[Saved entries]

use rand::Rng;
use rand::seq::SliceRandom;

use crate::config::GridSize;
use crate::snake::{Position, Snake};

/// Picks a cell not occupied by the snake, uniformly at random.
///
/// Returns `None` when the snake covers the whole board.
#[must_use]
pub fn spawn_position<R: Rng + ?Sized>(
    rng: &mut R,
    bounds: GridSize,
    snake: &Snake,
) -> Option<Position> {
    free_cells(bounds, snake).choose(rng).copied()
}

/// Lists every in-bounds cell the snake does not cover, row by row.
#[must_use]
pub fn free_cells(bounds: GridSize, snake: &Snake) -> Vec<Position> {
    let mut candidates = Vec::with_capacity(bounds.total_cells().saturating_sub(snake.len()));

    for y in 0..i32::from(bounds.height) {
        for x in 0..i32::from(bounds.width) {
            let position = Position { x, y };
            if !snake.occupies(position) {
                candidates.push(position);
            }
        }
    }

    candidates
}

## [PROBLEM]
Nothing may be omitted. Restate all of the entries exactly.

## [RESPONSE BOX]
use rand::Rng;
use rand::seq::SliceRandom;

use crate::config::GridSize;
use crate::snake::{Position, Snake};

/// Picks a cell not occupied by the snake, uniformly at random.
///
/// Returns `None` when the snake covers the whole board.
#[must_use]
pub fn spawn_position<R: Rng + ?Sized>(
    rng: &mut R,
    bounds: GridSize,
    snake: &Snake,
) -> Option<Position> {
    free_cells(bounds, snake).choose(rng).copied()
}

/// Lists every in-bounds cell the snake does not cover, row by row.
#[must_use]
pub fn free_cells(bounds: GridSize, snake: &Snake) -> Vec<Position> {
    let mut candidates = Vec::with_capacity(bounds.total_cells().saturating_sub(snake.len()));

    for y in 0..i32::from(bounds.height) {
        for x in 0..i32::from(bounds.width) {
            let position = Position { x, y };
            if !snake.occupies(position) {
                candidates.push(position);
            }
        }
    }

    candidates
}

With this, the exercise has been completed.